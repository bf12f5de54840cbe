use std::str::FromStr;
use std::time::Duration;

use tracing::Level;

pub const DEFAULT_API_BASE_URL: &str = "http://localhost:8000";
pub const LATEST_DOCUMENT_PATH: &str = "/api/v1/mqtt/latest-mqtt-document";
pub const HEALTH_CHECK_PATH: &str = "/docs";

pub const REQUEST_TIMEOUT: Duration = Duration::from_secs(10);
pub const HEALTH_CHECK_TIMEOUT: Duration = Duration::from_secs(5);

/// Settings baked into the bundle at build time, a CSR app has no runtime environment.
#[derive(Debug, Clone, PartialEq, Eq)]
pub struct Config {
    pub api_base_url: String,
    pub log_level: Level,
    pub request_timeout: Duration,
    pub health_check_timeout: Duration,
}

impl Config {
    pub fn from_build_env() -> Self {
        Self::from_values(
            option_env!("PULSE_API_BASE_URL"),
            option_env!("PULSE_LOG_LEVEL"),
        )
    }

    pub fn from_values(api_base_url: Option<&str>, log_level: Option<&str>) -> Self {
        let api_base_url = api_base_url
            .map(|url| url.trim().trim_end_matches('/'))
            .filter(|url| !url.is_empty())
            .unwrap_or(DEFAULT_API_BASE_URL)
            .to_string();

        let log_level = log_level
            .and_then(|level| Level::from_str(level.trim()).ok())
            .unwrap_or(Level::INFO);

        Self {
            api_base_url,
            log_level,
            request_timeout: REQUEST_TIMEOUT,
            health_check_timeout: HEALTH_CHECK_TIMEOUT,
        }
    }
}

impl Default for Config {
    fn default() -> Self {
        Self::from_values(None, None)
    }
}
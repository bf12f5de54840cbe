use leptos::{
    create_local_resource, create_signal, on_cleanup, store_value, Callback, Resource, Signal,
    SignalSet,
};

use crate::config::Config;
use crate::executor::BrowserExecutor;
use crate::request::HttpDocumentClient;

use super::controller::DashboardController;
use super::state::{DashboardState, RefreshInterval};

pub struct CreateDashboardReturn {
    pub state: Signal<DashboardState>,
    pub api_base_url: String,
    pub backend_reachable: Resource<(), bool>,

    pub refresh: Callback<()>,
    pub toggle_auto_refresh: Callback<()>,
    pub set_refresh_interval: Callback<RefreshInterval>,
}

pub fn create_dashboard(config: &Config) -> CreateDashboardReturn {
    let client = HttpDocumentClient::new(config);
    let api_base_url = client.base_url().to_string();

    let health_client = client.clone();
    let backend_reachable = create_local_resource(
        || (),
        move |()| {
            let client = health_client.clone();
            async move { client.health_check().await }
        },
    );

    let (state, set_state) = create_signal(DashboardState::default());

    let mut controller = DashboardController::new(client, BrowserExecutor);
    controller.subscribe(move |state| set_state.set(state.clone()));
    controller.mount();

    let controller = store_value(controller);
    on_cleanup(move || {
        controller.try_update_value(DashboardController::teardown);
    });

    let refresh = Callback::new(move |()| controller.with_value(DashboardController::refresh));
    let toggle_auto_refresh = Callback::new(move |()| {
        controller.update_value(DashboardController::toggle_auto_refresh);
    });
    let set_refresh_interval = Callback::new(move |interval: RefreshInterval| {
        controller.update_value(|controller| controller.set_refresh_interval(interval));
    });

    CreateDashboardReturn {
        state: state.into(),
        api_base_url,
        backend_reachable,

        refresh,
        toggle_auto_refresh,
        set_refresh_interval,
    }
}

§ **Goal of the exercise**
In the material above, find each line containing the word "HttpDocumentClient" and copy it.

§ **Response**
use crate::request::HttpDocumentClient;
    let client = HttpDocumentClient::new(config);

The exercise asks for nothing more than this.